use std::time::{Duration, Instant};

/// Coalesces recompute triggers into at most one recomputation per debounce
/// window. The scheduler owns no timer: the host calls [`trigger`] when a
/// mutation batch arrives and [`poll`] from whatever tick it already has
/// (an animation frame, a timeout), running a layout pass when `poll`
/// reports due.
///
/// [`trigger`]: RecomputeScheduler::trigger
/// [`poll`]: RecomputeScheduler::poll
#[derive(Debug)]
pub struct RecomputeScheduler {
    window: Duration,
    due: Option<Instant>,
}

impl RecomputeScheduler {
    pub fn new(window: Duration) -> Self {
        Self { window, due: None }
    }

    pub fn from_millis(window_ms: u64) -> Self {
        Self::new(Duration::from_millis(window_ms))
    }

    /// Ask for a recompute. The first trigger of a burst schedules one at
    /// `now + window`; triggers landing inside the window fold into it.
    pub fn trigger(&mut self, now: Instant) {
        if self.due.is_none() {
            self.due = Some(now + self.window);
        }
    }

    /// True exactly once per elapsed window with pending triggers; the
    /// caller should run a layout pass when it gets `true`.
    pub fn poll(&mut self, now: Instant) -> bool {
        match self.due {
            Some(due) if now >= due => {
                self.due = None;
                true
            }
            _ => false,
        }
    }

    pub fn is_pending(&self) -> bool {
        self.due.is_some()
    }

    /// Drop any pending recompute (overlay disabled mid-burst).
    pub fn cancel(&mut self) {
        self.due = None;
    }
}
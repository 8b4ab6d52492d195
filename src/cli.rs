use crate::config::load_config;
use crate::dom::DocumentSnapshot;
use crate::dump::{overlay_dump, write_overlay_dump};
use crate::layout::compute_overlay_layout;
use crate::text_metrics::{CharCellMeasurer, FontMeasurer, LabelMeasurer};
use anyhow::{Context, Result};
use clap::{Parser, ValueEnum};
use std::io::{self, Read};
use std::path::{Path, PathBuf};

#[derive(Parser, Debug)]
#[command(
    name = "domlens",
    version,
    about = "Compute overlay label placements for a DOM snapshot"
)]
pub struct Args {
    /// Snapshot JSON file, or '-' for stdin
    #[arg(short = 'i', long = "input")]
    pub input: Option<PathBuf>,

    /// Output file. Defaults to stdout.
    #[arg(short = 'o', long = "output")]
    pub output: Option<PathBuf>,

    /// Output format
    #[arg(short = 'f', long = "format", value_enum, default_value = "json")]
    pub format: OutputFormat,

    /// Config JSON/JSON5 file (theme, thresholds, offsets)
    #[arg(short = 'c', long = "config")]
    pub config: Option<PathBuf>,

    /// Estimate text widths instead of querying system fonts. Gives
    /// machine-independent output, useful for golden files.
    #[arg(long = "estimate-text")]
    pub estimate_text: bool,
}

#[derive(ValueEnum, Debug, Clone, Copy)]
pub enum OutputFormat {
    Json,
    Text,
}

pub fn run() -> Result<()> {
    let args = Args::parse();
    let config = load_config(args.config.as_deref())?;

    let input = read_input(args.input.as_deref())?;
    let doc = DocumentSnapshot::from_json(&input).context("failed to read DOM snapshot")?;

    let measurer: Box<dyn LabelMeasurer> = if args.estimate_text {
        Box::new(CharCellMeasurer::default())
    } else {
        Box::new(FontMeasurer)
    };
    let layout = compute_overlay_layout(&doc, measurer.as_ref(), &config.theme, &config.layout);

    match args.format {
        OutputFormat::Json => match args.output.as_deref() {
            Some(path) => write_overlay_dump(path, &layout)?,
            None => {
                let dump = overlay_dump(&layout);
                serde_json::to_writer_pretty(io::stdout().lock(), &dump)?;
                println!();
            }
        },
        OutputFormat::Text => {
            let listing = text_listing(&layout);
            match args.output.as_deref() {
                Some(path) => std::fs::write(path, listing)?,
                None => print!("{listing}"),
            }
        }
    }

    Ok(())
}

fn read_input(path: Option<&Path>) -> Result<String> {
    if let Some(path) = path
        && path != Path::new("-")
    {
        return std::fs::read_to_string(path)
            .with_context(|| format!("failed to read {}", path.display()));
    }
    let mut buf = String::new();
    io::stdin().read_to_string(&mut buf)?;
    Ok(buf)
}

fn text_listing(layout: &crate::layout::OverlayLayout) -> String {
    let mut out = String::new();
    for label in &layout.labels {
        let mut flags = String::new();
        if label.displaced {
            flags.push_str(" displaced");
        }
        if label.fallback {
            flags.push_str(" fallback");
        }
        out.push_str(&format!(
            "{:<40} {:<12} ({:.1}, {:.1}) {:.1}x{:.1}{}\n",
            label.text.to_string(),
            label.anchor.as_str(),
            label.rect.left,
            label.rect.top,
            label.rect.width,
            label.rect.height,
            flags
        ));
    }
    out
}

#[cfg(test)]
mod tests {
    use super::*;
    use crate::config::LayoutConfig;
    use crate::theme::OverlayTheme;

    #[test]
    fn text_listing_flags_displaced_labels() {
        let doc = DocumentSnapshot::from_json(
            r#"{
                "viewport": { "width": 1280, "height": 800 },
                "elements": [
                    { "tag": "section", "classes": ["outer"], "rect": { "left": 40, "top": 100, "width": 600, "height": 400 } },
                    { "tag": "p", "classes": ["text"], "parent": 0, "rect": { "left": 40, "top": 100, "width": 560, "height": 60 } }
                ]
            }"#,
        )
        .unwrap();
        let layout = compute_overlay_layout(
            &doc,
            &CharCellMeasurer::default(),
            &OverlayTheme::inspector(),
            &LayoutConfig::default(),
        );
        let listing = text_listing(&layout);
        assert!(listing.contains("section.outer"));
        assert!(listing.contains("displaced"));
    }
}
● ● ● ●
• ASSIGNMENT: What's required is that all of the material be returned exactly.

• TASK OUTPUT:
use std::time::{Duration, Instant};

/// Coalesces recompute triggers into at most one recomputation per debounce
/// window. The scheduler owns no timer: the host calls [`trigger`] when a
/// mutation batch arrives and [`poll`] from whatever tick it already has
/// (an animation frame, a timeout), running a layout pass when `poll`
/// reports due.
///
/// [`trigger`]: RecomputeScheduler::trigger
/// [`poll`]: RecomputeScheduler::poll
#[derive(Debug)]
pub struct RecomputeScheduler {
    window: Duration,
    due: Option<Instant>,
}

impl RecomputeScheduler {
    pub fn new(window: Duration) -> Self {
        Self { window, due: None }
    }

    pub fn from_millis(window_ms: u64) -> Self {
        Self::new(Duration::from_millis(window_ms))
    }

    /// Ask for a recompute. The first trigger of a burst schedules one at
    /// `now + window`; triggers landing inside the window fold into it.
    pub fn trigger(&mut self, now: Instant) {
        if self.due.is_none() {
            self.due = Some(now + self.window);
        }
    }

    /// True exactly once per elapsed window with pending triggers; the
    /// caller should run a layout pass when it gets `true`.
    pub fn poll(&mut self, now: Instant) -> bool {
        match self.due {
            Some(due) if now >= due => {
                self.due = None;
                true
            }
            _ => false,
        }
    }

    pub fn is_pending(&self) -> bool {
        self.due.is_some()
    }

    /// Drop any pending recompute (overlay disabled mid-burst).
    pub fn cancel(&mut self) {
        self.due = None;
    }
}
repository 8b4ab6d52492d195
filename src/cli.rs
use crate::config::load_config;
use crate::dom::DocumentSnapshot;
use crate::dump::{overlay_dump, write_overlay_dump};
use crate::layout::compute_overlay_layout;
use crate::text_metrics::{CharCellMeasurer, FontMeasurer, LabelMeasurer};
use anyhow::{Context, Result};
use clap::{Parser, ValueEnum};
use std::io::{self, Read};
use std::path::{Path, PathBuf};

#[derive(Parser, Debug)]
#[command(
    name = "domlens",
    version,
    about = "Compute overlay label placements for a DOM snapshot"
)]
pub struct Args {
    /// Snapshot JSON file, or '-' for stdin
    #[arg(short = 'i', long = "input")]
    pub input: Option<PathBuf>,

    /// Output file. Defaults to stdout.
    #[arg(short = 'o', long = "output")]
    pub output: Option<PathBuf>,

    /// Output format
    #[arg(short = 'f', long = "format", value_enum, default_value = "json")]
    pub format: OutputFormat,

    /// Config JSON/JSON5 file (theme, thresholds, offsets)
    #[arg(short = 'c', long = "config")]
    pub config: Option<PathBuf>,

    /// Estimate text widths instead of querying system fonts. Gives
    /// machine-independent output, useful for golden files.
    #[arg(long = "estimate-text")]
    pub estimate_text: bool,
}

#[derive(ValueEnum, Debug, Clone, Copy)]
pub enum OutputFormat {
    Json,
    Text,
}

pub fn run() -> Result<()> {
    let args = Args::parse();
    let config = load_config(args.config.as_deref())?;

    let input = read_input(args.input.as_deref())?;
    let doc = DocumentSnapshot::from_json(&input).context("failed to read DOM snapshot")?;

    let measurer: Box<dyn LabelMeasurer> = if args.estimate_text {
        Box::new(CharCellMeasurer::default())
    } else {
        Box::new(FontMeasurer)
    };
    let layout = compute_overlay_layout(&doc, measurer.as_ref(), &config.theme, &config.layout);

    match args.format {
        OutputFormat::Json => match args.output.as_deref() {
            Some(path) => write_overlay_dump(path, &layout)?,
            None => {
                let dump = overlay_dump(&layout);
                serde_json::to_writer_pretty(io::stdout().lock(), &dump)?;
                println!();
            }
        },
        OutputFormat::Text => {
            let listing = text_listing(&layout);
            match args.output.as_deref() {
                Some(path) => std::fs::write(path, listing)?,
                None => print!("{listing}"),
            }
        }
    }

    Ok(())
}

fn read_input(path: Option<&Path>) -> Result<String> {
    if let Some(path) = path
        && path != Path::new("-")
    {
        return std::fs::read_to_string(path)
            .with_context(|| format!("failed to read {}", path.display()));
    }
    let mut buf = String::new();
    io::stdin().read_to_string(&mut buf)?;
    Ok(buf)
}

fn text_listing(layout: &crate::layout::OverlayLayout) -> String {
    let mut out = String::new();
    for label in &layout.labels {
        let mut flags = String::new();
        if label.displaced {
            flags.push_str(" displaced");
        }
        if label.fallback {
            flags.push_str(" fallback");
        }
        out.push_str(&format!(
            "{:<40} {:<12} ({:.1}, {:.1}) {:.1}x{:.1}{}\n",
            label.text.to_string(),
            label.anchor.as_str(),
            label.rect.left,
            label.rect.top,
            label.rect.width,
            label.rect.height,
            flags
        ));
    }
    out
}

#[cfg(test)]
mod tests {
    use super::*;
    use crate::config::LayoutConfig;
    use crate::theme::OverlayTheme;

    #[test]
    fn text_listing_flags_displaced_labels() {
        let doc = DocumentSnapshot::from_json(
            r#"{
                "viewport": { "width": 1280, "height": 800 },
                "elements": [
                    { "tag": "section", "classes": ["outer"], "rect": { "left": 40, "top": 100, "width": 600, "height": 400 } },
                    { "tag": "p", "classes": ["text"], "parent": 0, "rect": { "left": 40, "top": 100, "width": 560, "height": 60 } }
                ]
            }"#,
        )
        .unwrap();
        let layout = compute_overlay_layout(
            &doc,
            &CharCellMeasurer::default(),
            &OverlayTheme::inspector(),
            &LayoutConfig::default(),
        );
        let listing = text_listing(&layout);
        assert!(listing.contains("section.outer"));
        assert!(listing.contains("displaced"));
    }
}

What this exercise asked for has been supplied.